- **REQUIREMENT**
Restate word for word the entries below, starting with the line with "its gallery association." and continuing through the line with "let new_image = NewImage". Include both of those lines and no others.

- **TASK DATA**
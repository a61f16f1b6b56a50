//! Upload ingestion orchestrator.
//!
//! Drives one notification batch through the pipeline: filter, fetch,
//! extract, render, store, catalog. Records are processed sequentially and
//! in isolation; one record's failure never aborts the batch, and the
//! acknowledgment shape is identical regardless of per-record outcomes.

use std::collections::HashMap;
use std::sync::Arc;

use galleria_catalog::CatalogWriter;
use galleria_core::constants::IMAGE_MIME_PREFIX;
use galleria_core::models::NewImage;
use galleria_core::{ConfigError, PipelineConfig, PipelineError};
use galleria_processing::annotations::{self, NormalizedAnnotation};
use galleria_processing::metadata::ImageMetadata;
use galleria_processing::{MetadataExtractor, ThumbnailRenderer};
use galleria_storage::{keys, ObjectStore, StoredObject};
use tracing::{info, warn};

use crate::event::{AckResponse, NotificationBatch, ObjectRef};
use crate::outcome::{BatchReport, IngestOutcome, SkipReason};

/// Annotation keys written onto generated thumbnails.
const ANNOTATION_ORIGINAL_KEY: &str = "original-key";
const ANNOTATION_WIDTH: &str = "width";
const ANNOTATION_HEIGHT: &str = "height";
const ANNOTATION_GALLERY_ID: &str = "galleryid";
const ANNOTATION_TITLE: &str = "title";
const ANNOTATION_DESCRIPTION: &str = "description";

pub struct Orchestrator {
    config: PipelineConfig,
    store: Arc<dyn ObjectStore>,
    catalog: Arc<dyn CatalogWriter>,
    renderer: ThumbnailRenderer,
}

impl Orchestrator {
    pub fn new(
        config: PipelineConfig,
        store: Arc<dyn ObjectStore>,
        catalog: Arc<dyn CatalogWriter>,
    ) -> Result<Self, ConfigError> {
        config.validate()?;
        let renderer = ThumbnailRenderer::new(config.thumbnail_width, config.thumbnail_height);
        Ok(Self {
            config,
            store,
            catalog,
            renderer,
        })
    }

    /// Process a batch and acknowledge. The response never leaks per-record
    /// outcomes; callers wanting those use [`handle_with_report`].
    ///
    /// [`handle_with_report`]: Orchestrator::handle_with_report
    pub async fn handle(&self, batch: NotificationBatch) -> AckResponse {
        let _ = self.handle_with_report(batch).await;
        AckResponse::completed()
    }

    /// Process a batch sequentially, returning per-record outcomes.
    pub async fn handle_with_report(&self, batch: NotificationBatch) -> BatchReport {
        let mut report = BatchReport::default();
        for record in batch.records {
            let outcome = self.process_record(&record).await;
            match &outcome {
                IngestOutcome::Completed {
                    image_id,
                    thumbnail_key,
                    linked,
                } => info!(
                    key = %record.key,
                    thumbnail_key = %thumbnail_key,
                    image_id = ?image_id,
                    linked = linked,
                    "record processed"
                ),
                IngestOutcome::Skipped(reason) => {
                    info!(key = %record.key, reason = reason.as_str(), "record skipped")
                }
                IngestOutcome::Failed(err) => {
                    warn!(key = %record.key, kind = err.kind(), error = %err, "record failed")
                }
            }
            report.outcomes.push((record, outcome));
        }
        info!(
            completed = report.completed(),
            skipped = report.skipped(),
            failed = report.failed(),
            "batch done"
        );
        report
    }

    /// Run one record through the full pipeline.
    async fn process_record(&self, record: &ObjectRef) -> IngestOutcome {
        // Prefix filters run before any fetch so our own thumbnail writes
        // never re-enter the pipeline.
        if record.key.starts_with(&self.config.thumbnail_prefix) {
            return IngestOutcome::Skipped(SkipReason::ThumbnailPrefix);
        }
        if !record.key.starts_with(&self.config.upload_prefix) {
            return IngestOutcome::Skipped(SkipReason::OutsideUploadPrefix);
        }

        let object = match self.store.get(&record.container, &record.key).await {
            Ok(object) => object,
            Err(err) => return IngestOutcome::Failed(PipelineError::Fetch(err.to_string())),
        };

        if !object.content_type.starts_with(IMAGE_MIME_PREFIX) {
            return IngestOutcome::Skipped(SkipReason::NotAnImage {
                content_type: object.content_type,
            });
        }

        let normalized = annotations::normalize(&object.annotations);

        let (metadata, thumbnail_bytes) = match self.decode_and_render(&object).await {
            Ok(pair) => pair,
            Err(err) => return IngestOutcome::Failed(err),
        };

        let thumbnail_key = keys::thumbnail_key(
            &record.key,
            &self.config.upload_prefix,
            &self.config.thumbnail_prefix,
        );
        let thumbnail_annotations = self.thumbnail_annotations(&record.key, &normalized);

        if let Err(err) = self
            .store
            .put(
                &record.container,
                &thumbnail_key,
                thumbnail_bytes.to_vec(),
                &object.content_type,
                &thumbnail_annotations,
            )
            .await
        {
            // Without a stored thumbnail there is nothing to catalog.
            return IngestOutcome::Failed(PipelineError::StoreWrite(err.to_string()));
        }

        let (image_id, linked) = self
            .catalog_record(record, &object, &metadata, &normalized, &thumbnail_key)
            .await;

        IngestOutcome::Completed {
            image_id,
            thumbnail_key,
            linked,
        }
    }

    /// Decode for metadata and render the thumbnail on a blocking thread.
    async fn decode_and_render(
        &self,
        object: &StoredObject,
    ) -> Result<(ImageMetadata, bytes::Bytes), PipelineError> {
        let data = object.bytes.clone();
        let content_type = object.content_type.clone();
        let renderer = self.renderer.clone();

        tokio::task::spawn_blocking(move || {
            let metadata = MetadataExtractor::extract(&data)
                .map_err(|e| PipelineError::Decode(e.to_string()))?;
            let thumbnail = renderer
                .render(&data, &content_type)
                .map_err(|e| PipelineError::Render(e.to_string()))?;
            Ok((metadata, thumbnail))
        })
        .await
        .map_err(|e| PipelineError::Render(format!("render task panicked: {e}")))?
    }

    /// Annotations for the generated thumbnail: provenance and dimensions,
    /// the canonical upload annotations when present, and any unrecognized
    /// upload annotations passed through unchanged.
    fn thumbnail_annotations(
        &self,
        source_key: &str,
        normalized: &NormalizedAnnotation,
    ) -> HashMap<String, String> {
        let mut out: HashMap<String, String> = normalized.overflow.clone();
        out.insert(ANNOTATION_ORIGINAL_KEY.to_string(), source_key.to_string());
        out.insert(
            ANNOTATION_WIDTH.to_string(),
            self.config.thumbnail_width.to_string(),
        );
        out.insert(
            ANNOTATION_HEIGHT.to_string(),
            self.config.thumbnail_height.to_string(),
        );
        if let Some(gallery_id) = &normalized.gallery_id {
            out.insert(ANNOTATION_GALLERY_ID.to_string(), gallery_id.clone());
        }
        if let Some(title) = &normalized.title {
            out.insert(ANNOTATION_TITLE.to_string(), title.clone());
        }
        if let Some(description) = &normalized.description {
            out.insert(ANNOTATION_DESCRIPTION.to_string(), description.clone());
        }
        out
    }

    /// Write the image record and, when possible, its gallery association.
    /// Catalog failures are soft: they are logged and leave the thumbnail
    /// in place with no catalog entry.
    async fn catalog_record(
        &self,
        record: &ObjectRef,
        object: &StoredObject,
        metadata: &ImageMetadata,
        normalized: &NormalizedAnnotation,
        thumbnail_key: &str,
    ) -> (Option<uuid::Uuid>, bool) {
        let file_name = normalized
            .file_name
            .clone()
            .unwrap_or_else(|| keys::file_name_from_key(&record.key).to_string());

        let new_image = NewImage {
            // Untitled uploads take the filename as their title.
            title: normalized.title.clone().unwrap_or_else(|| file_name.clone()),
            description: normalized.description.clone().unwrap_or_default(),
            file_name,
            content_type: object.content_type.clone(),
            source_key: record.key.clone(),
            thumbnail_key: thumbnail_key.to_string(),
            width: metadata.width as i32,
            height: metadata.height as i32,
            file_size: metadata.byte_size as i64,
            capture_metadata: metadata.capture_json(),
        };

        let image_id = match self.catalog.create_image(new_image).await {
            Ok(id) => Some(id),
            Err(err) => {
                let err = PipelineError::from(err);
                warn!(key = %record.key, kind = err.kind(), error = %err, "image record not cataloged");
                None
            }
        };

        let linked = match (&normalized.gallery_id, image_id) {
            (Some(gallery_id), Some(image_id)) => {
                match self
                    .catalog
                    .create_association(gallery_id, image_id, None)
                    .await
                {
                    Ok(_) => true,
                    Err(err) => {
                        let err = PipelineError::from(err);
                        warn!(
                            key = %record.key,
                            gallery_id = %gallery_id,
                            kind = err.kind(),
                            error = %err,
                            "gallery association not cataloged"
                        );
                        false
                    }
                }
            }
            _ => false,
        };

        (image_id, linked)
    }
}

- **ANSWER AREA**
    /// Write the image record and, when possible, its gallery association.
    /// Catalog failures are soft: they are logged and leave the thumbnail
    /// in place with no catalog entry.
    async fn catalog_record(
        &self,
        record: &ObjectRef,
        object: &StoredObject,
        metadata: &ImageMetadata,
        normalized: &NormalizedAnnotation,
        thumbnail_key: &str,
    ) -> (Option<uuid::Uuid>, bool) {
        let file_name = normalized
            .file_name
            .clone()
            .unwrap_or_else(|| keys::file_name_from_key(&record.key).to_string());

        let new_image = NewImage {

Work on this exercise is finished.